Учителя (в Высшем отделении), как я уже говорил, чередовались поденно. Классы были двухчасовые, два утром (с 8 до 12), один вечером (с 2 до 4). По субботам не полагалось вечерних классов. Но и прочие классы только считались двухчасовыми; скорее, они были часовые. Из вечерних пятничный посвящаем был нотному пению; остальные — письменным упражнениям. По одному утреннему классу в неделю назначалось для катехизиса и для арифметики. Остальные утра посвящались: одни — латинскому языку с географией, другие — греческому со Священною историей. Приходит понедельник, ректорский класс: отдаешься вполне латинскому с географией, остальные предметы курса на день забываешь. Точнее: отдаешься латинскому исключительно; география — это только закуска к обеду, как Священная история — к греческому, передышка, назначаемая на второй утренний класс; никакой ломки голове, одна память. Но первый класс — перевод с латинского (или греческого), вечерний — перевод на латинский (или греческий); там и здесь работа голове, очищенной от других забот. Не берусь защищать этот порядок, но нахожу его удобным по его простоте.

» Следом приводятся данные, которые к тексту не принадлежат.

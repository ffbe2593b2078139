//! apidiff core - API surface diff engine.
//!
//! Compares the public declarations of two versions of a set of modules
//! and renders a reviewable, deterministic diff per module.
//!
//! # Features
//!
//! - **Stable identities**: documentation-comment-ID style keys correlate
//!   declarations across versions
//! - **Exclusions**: hide attribute types or whole APIs
//! - **Deterministic order**: namespaces alphabetically, enum members by value,
//!   special members in fixed buckets, additions appended
//! - **Markdown documents**: one fenced `diff` block per module plus an index
//! - **Parallel runs**: modules are diffed concurrently using Rayon
//!
//! # Usage
//!
//! ```
//! use apidiff_core::orchestrator::{self, CancellationToken, DiffOptions, ModuleSet};
//! use apidiff_core::types::{Declaration, Module};
//!
//! let before: ModuleSet = [Module::new("Lib.dll", vec![Declaration::namespace("N")])]
//!     .into_iter()
//!     .collect();
//! let after: ModuleSet = [Module::new(
//!     "Lib.dll",
//!     vec![Declaration::namespace("N").with_child(Declaration::class("C"))],
//! )]
//! .into_iter()
//! .collect();
//!
//! let run = orchestrator::run(&before, &after, &DiffOptions::default(), &CancellationToken::new())
//!     .unwrap();
//! assert!(run.documents["Lib.dll"].contains("+     public class C"));
//! ```

pub mod differ;
pub mod error;
pub mod exporter;
pub mod orchestrator;
pub mod render;
pub mod types;

pub use error::{DiffError, ErrorKind, Result};
pub use orchestrator::{run, CancellationToken, DiffOptions, DiffRun, ModuleSet, SymbolIndex};
//! Match results and summary statistics for an API diff.

use serde::{Deserialize, Serialize};

use crate::differ::identity::IdentityKey;
use crate::types::{Declaration, Symbol};

/// Outcome of correlating one declaration across versions.
#[derive(Clone, Copy, Debug, PartialEq, Eq, Serialize, Deserialize)]
pub enum MatchStatus {
    Added,
    Removed,
    Changed,
    Unchanged,
}

impl MatchStatus {
    pub fn as_str(&self) -> &'static str {
        match self {
            MatchStatus::Added => "added",
            MatchStatus::Removed => "removed",
            MatchStatus::Changed => "changed",
            MatchStatus::Unchanged => "unchanged",
        }
    }
}

/// The declarations paired by one match result.
#[derive(Clone, Copy, Debug)]
pub enum Versions<'a> {
    Before(&'a Declaration),
    After(&'a Declaration),
    Both {
        before: &'a Declaration,
        after: &'a Declaration,
    },
}

impl<'a> Versions<'a> {
    /// The newest available version of the declaration.
    pub fn current(&self) -> &'a Declaration {
        match *self {
            Versions::Before(d) | Versions::After(d) => d,
            Versions::Both { after, .. } => after,
        }
    }

    pub fn before(&self) -> Option<&'a Declaration> {
        match *self {
            Versions::Before(d) => Some(d),
            Versions::After(_) => None,
            Versions::Both { before, .. } => Some(before),
        }
    }

    pub fn after(&self) -> Option<&'a Declaration> {
        match *self {
            Versions::Before(_) => None,
            Versions::After(d) => Some(d),
            Versions::Both { after, .. } => Some(after),
        }
    }
}

/// Correlation of one attribute usage.
#[derive(Clone, Debug, PartialEq, Eq)]
pub struct AttributeMatch {
    pub key: IdentityKey,
    pub status: MatchStatus,
    /// Rendered `[...]` line in the before version.
    pub before: Option<String>,
    /// Rendered `[...]` line in the after version.
    pub after: Option<String>,
}

/// Correlation of one declaration and, for composites, its children.
#[derive(Clone, Debug)]
pub struct MatchResult<'a> {
    pub key: IdentityKey,
    pub status: MatchStatus,
    pub versions: Versions<'a>,
    /// Declaration line (without attributes) of the before version.
    pub before_line: Option<String>,
    /// Declaration line (without attributes) of the after version.
    pub after_line: Option<String>,
    pub attributes: Vec<AttributeMatch>,
    pub children: Vec<MatchResult<'a>>,
}

impl<'a> MatchResult<'a> {
    pub fn declaration(&self) -> &'a Declaration {
        self.versions.current()
    }

    pub fn is_composite(&self) -> bool {
        self.declaration().is_composite()
    }

    pub fn attributes_changed(&self) -> bool {
        self.attributes
            .iter()
            .any(|a| a.status != MatchStatus::Unchanged)
    }

    /// Whether the declaration line itself differs between versions.
    pub fn line_changed(&self) -> bool {
        match (&self.before_line, &self.after_line) {
            (Some(before), Some(after)) => before != after,
            _ => false,
        }
    }

    /// Number of direct children that are not unchanged.
    pub fn changed_children(&self) -> usize {
        self.children
            .iter()
            .filter(|c| c.status != MatchStatus::Unchanged)
            .count()
    }

    /// Whether this child of a retained type is left out of the output when
    /// implicit default constructors are hidden.
    ///
    /// Only an added or removed implicit default constructor qualifies, and
    /// only when some sibling changed too. Wholesale added or removed types
    /// never consult this, so their implicit constructors stay visible even
    /// with hiding on.
    pub fn is_hidden_constructor(&self, hide: bool, sibling_changes: usize) -> bool {
        hide
            && matches!(self.status, MatchStatus::Added | MatchStatus::Removed)
            && self.declaration().is_implicit_default_constructor()
            && sibling_changes > 1
    }
}

/// Summary statistics for a diff run.
#[derive(Clone, Debug, Default, PartialEq, Eq, Serialize, Deserialize)]
pub struct DiffSummary {
    pub modules_added: u32,
    pub modules_removed: u32,
    pub modules_changed: u32,

    pub namespaces_added: u32,
    pub namespaces_removed: u32,
    pub namespaces_changed: u32,

    pub types_added: u32,
    pub types_removed: u32,
    pub types_changed: u32,

    pub members_added: u32,
    pub members_removed: u32,
    pub members_changed: u32,

    pub attributes_added: u32,
    pub attributes_removed: u32,
    pub attributes_changed: u32,
}

impl DiffSummary {
    pub fn new() -> Self {
        Self::default()
    }

    /// Increment the counter for one declaration outcome.
    pub fn record(&mut self, decl: &Declaration, status: MatchStatus) {
        let (added, removed, changed) = match decl.symbol {
            Symbol::Namespace => (
                &mut self.namespaces_added,
                &mut self.namespaces_removed,
                &mut self.namespaces_changed,
            ),
            Symbol::Type(_) => (
                &mut self.types_added,
                &mut self.types_removed,
                &mut self.types_changed,
            ),
            _ => (
                &mut self.members_added,
                &mut self.members_removed,
                &mut self.members_changed,
            ),
        };
        match status {
            MatchStatus::Added => *added += 1,
            MatchStatus::Removed => *removed += 1,
            MatchStatus::Changed => *changed += 1,
            MatchStatus::Unchanged => {}
        }
    }

    /// Record a whole match tree. Descendants of an added or removed
    /// declaration are not counted separately, and neither are implicit
    /// constructors the renderer hides.
    pub fn record_tree(&mut self, result: &MatchResult<'_>, hide_implicit_constructors: bool) {
        self.record(result.declaration(), result.status);
        for attribute in &result.attributes {
            match attribute.status {
                MatchStatus::Added => self.attributes_added += 1,
                MatchStatus::Removed => self.attributes_removed += 1,
                MatchStatus::Changed => self.attributes_changed += 1,
                MatchStatus::Unchanged => {}
            }
        }
        if result.status == MatchStatus::Changed {
            let changes = result.changed_children();
            for child in &result.children {
                if child.is_hidden_constructor(hide_implicit_constructors, changes) {
                    continue;
                }
                self.record_tree(child, hide_implicit_constructors);
            }
        }
    }

    pub fn record_module(&mut self, status: MatchStatus) {
        match status {
            MatchStatus::Added => self.modules_added += 1,
            MatchStatus::Removed => self.modules_removed += 1,
            MatchStatus::Changed => self.modules_changed += 1,
            MatchStatus::Unchanged => {}
        }
    }

    /// Fold another summary into this one.
    pub fn merge(&mut self, other: &DiffSummary) {
        self.modules_added += other.modules_added;
        self.modules_removed += other.modules_removed;
        self.modules_changed += other.modules_changed;
        self.namespaces_added += other.namespaces_added;
        self.namespaces_removed += other.namespaces_removed;
        self.namespaces_changed += other.namespaces_changed;
        self.types_added += other.types_added;
        self.types_removed += other.types_removed;
        self.types_changed += other.types_changed;
        self.members_added += other.members_added;
        self.members_removed += other.members_removed;
        self.members_changed += other.members_changed;
        self.attributes_added += other.attributes_added;
        self.attributes_removed += other.attributes_removed;
        self.attributes_changed += other.attributes_changed;
    }

    pub fn is_empty(&self) -> bool {
        *self == Self::default()
    }

    /// Generate human-readable summary string.
    pub fn text(&self) -> String {
        let groups = [
            ("modules", self.modules_added, self.modules_removed, self.modules_changed),
            (
                "namespaces",
                self.namespaces_added,
                self.namespaces_removed,
                self.namespaces_changed,
            ),
            ("types", self.types_added, self.types_removed, self.types_changed),
            ("members", self.members_added, self.members_removed, self.members_changed),
            (
                "attributes",
                self.attributes_added,
                self.attributes_removed,
                self.attributes_changed,
            ),
        ];

        let mut parts = Vec::new();
        for (label, added, removed, changed) in groups {
            let mut counts = Vec::new();
            if added > 0 {
                counts.push(format!("{} added", added));
            }
            if removed > 0 {
                counts.push(format!("{} removed", removed));
            }
            if changed > 0 {
                counts.push(format!("{} changed", changed));
            }
            if !counts.is_empty() {
                parts.push(format!("{}: {}", label, counts.join(", ")));
            }
        }

        if parts.is_empty() {
            "No changes".to_string()
        } else {
            parts.join("; ")
        }
    }
}
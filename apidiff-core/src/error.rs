//! Error types for apidiff-core.

use std::fmt;

use thiserror::Error;

/// Result type alias for diff operations.
pub type Result<T> = std::result::Result<T, DiffError>;

/// Which of the two compared versions a problem was found in.
#[derive(Clone, Copy, Debug, PartialEq, Eq)]
pub enum Side {
    Before,
    After,
}

impl fmt::Display for Side {
    fn fmt(&self, f: &mut fmt::Formatter<'_>) -> fmt::Result {
        match self {
            Side::Before => write!(f, "before"),
            Side::After => write!(f, "after"),
        }
    }
}

/// Broad classification of a [`DiffError`].
#[derive(Clone, Copy, Debug, PartialEq, Eq)]
pub enum ErrorKind {
    /// The supplied declaration tree is malformed.
    Input,
    /// A declaration shape the renderer cannot express.
    Rendering,
    /// The symbol index could not produce a declaration tree.
    Collaborator,
    Cancelled,
}

/// Errors raised while diffing a module.
///
/// Every variant except [`DiffError::Cancelled`] is scoped to a single
/// module; the orchestrator records it and carries on with the others.
#[derive(Error, Debug, Clone, PartialEq, Eq)]
pub enum DiffError {
    /// Two siblings in one tree resolve to the same identity key.
    #[error("Duplicate identity {identity} in {side} tree")]
    DuplicateIdentity {
        /// The colliding identity key.
        identity: String,
        /// Tree in which the collision was found.
        side: Side,
    },

    /// A declaration the renderer does not know how to express.
    #[error("Unsupported declaration {identity}: {reason}")]
    Unsupported {
        /// Identity of the offending declaration.
        identity: String,
        /// What is wrong with it.
        reason: String,
    },

    /// The symbol index failed to build a module's declaration tree.
    #[error("Symbol index failed for module {module}: {message}")]
    SymbolIndex {
        /// Module that could not be loaded.
        module: String,
        /// Description of the failure.
        message: String,
    },

    /// The run was cancelled before all modules were diffed.
    #[error("Diff run cancelled")]
    Cancelled,
}

impl DiffError {
    pub fn kind(&self) -> ErrorKind {
        match self {
            DiffError::DuplicateIdentity { .. } => ErrorKind::Input,
            DiffError::Unsupported { .. } => ErrorKind::Rendering,
            DiffError::SymbolIndex { .. } => ErrorKind::Collaborator,
            DiffError::Cancelled => ErrorKind::Cancelled,
        }
    }

    pub(crate) fn unsupported(identity: impl fmt::Display, reason: impl Into<String>) -> Self {
        DiffError::Unsupported {
            identity: identity.to_string(),
            reason: reason.into(),
        }
    }
}

#[cfg(test)]
mod tests {
    use super::*;

    #[test]
    fn test_error_display() {
        let err = DiffError::DuplicateIdentity {
            identity: "T:N.C".to_string(),
            side: Side::After,
        };
        assert_eq!(err.to_string(), "Duplicate identity T:N.C in after tree");

        let err = DiffError::SymbolIndex {
            module: "Broken.dll".to_string(),
            message: "missing reference".to_string(),
        };
        assert!(err.to_string().contains("Broken.dll"));
        assert!(err.to_string().contains("missing reference"));
    }

    #[test]
    fn test_error_kind() {
        assert_eq!(
            DiffError::unsupported("M:N.C.op_Explicit", "no target").kind(),
            ErrorKind::Rendering
        );
        assert_eq!(DiffError::Cancelled.kind(), ErrorKind::Cancelled);
    }
}
//! vvplay Trial - runs a subject through a list of variants
//!
//! Everything here lives outside the playback core:
//! - Experiment description, versioned JSON (ExperimentConfig)
//! - Seeded, persisted presentation order (PresentationOrder)
//! - Append-only score records (ResultLog)
//! - Stepping a player through the variants (TrialSession)
//! - Unscored warm-up before the trials (TrainingRun)

pub mod config;
pub mod order;
pub mod results;
pub mod session;
pub mod training;

pub use config::{ContentSettings, ExperimentConfig, VariantSelection, CURRENT_VERSION};
pub use order::PresentationOrder;
pub use results::{ResultLog, TrialRecord, MAX_SCORE, MIN_SCORE};
pub use session::{EndOfContent, TrialEntry, TrialSession};
pub use training::TrainingRun;
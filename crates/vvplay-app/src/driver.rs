//! Headless display loop.
//!
//! Stands in for a render loop: ticks the player, sleeps on the clock's hint
//! and collects what reached the sink. With `fast` set, time is synthetic and
//! advances one frame interval per tick, so a clip runs as quickly as the
//! decoder allows.

use anyhow::{bail, Result};
use serde::Serialize;
use std::thread;
use std::time::{Duration, Instant};
use tracing::{debug, warn};
use vvplay_playback::{Player, PlayerState, RecordingSink, TickOutcome};

/// What one headless run produced.
#[derive(Debug, Clone, Serialize)]
pub struct RunSummary {
    pub schedule: String,
    pub ticks: usize,
    pub frames_shown: usize,
    pub points_uploaded: u64,
    pub stalls: u64,
    pub holes: u64,
    pub decode_failures: u64,
    pub elapsed_secs: f64,
    pub wall_secs: f64,
}

pub fn run_to_end(player: &mut Player, fast: bool, timeout: Duration) -> Result<RunSummary> {
    let mut sink = RecordingSink::new();
    let wall_start = Instant::now();
    let deadline = wall_start + timeout;
    let interval = Duration::from_nanos(1_000_000_000 / player.content().nominal_fps().max(1) as u64);

    let t0 = Instant::now();
    let mut step: u32 = 0;
    player.play_at(t0)?;

    while player.state() != PlayerState::Ended {
        if Instant::now() > deadline {
            bail!(
                "{} did not finish within {:?} (tick {} of {})",
                player.schedule().name(),
                timeout,
                player.render_tick(),
                player.schedule().len()
            );
        }

        let now = if fast { t0 + interval * step } else { Instant::now() };
        let outcome = player.tick_at(now, &mut sink);
        match outcome {
            TickOutcome::Buffering { buffered, target } => {
                debug!("Buffering {}/{}", buffered, target);
                player.await_prefill(Duration::from_millis(50));
                continue;
            }
            TickOutcome::Stalled { tick } if fast => {
                // Let the decoder catch up instead of burning synthetic time
                player.buffer().wait_for_len(2, Duration::from_millis(20));
                debug!("Stalled at tick {}", tick);
            }
            TickOutcome::Idle => bail!("player dropped back to idle"),
            _ => {}
        }

        step = step.saturating_add(1);
        if !fast {
            let hint = player.time_until_next_tick(Instant::now());
            if !hint.is_zero() {
                thread::sleep(hint);
            }
        }
    }

    let stats = player.stats();
    if stats.decode_failures > 0 {
        warn!(
            "{} frames failed to decode during {}",
            stats.decode_failures,
            player.schedule().name()
        );
    }

    Ok(RunSummary {
        schedule: player.schedule().name().to_string(),
        ticks: player.schedule().len(),
        frames_shown: sink.uploads(),
        points_uploaded: sink.points_uploaded,
        stalls: stats.stalls,
        holes: stats.holes,
        decode_failures: stats.decode_failures,
        elapsed_secs: player.elapsed().as_secs_f64(),
        wall_secs: wall_start.elapsed().as_secs_f64(),
    })
}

Вечерние классы наши не требовали учителя, да не всегда учители и прихаживали. И что в самом деле делать учителю, когда ребята сидят за писанием? Иногда оставался Невоструев, но читал какую-нибудь книгу (в этом единственном случае он и садился). Большею же частию упражнение задано, и ученики сидят одни; половина их уходит ранее звонка: каждый, подавший задачу, волен удалиться. Один цензор сидит, дожидаясь, пока последний копун кончит. Задачи кладут на учительский стол, в ожидании пока учитель придет. Если же учитель не пришел, а задача последняя подана, цензор несет всю стопу к учителю, и класс тем кончен. Возвращаясь, цензор видит на дворе пускающими кубари, бегающими, бьющимися на кулачки тех, кто ранее освободился.
Послеобеденный класс пятницы был класс самый легкий и часто потешный. Случалось часто, что добрый Александр Алексеевич, убаюкиваемый однообразным пением «Всемирной славы» или «Како ни дивимся», не мог, сидя за столом, противостоять дремоте: сперва легко кивал головой в такт, подпевая ученикам все слабее и слабее; затем погружался в полный сон. Мальчишки принимаются за игры, беготню, более или менее осторожную. Боясь нарушить сон учителя, сидящие продолжают пение; но внимание невольно обращается на играющих, голоса начинают отставать, пение все более и более ослабевает, целая уже половина вне парт, в игре; едва кто тянет, и на минуту пение прерывается. Поднимает голову проснувшийся, и все мгновенно разбегаются по местам. Благообразное пение начинается снова, «по солям» ли, «по текстам» ли. Но снова однообразие убаюкивает учителя, и снова не терпится ребятам: сначала показывают друг другу кулаки, кукиши, наставляют носы, пускают муху с привязанною к ножке бумажкой; потом снова возня, снова остановка и снова просыпается учитель. Заставая класс в беспорядке, он никогда не взыскивал, потому что сознавал, что сам подал повод. Находились дерзкие, что подходили к самому столу, брали учительскую табакерку, нюхали табак. Раз чихнул один при этой операции, другой раз шалун прокричал кукареку. Это был искусник такой в подражании петуху, что способен был всполошить все петушиное население окрестности. В эти разы огорчился Александр Алексеевич и обратился ко мне, цензору, с упреком: «Что ты не смотришь?»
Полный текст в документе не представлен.